|
Şeyh Muhyiddin’den seçilmiş sözler

Kurban bayramınız mübarek olsun.

Başlangıç zamanına göre hareket alanımız kısmen genişletilmiş olsa da, pandemiden kaynaklanan tedbirli ve tedirgin yaşayışın etkisinden henüz çıkamadık. Bu yüzden bir alacakaranlık içinde sürüyor gündelik hayatımız; dışarıya atabileceğimiz adımlardan eminiz ama adımımızı attığımız yerde ne olacağından emin değiliz.

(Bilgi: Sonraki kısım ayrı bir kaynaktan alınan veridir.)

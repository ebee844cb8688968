//! Reverie — typewriter engine.
//!
//! Reveals text into a [`sink::TextSink`] one grapheme at a time with
//! punctuation-aware pacing. Sessions can be skipped to completion by a tap
//! on their sink and are cancelled silently when the cancellation epoch they
//! captured goes stale.

pub mod composite;
pub mod pacing;
pub mod session;
pub mod sink;

pub use composite::{Line, SequenceItem};
pub use pacing::{Pacing, PacingTable};
pub use session::{RevealOutcome, RevealSession, RevealTask, SkipHandle, Typewriter};
pub use sink::{TextBuffer, TextSink};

Bu ve benzeri meşkuk hallerin hakimiyet kuracağı bir bayramın aynı alacakaranlık hissi içinde geçeceği aşikardır ama olsun, kurbanın idrakine ermek, bu vesileyle mümin kulaklara tebrik ve esenlik kelimeleriyle erişmek de bir nimettir. Yeter ki mezkur alacakaranlıkta gönüllerimiz karanlığa boğulmamış olsun. Asıl tehlikeli olan budur.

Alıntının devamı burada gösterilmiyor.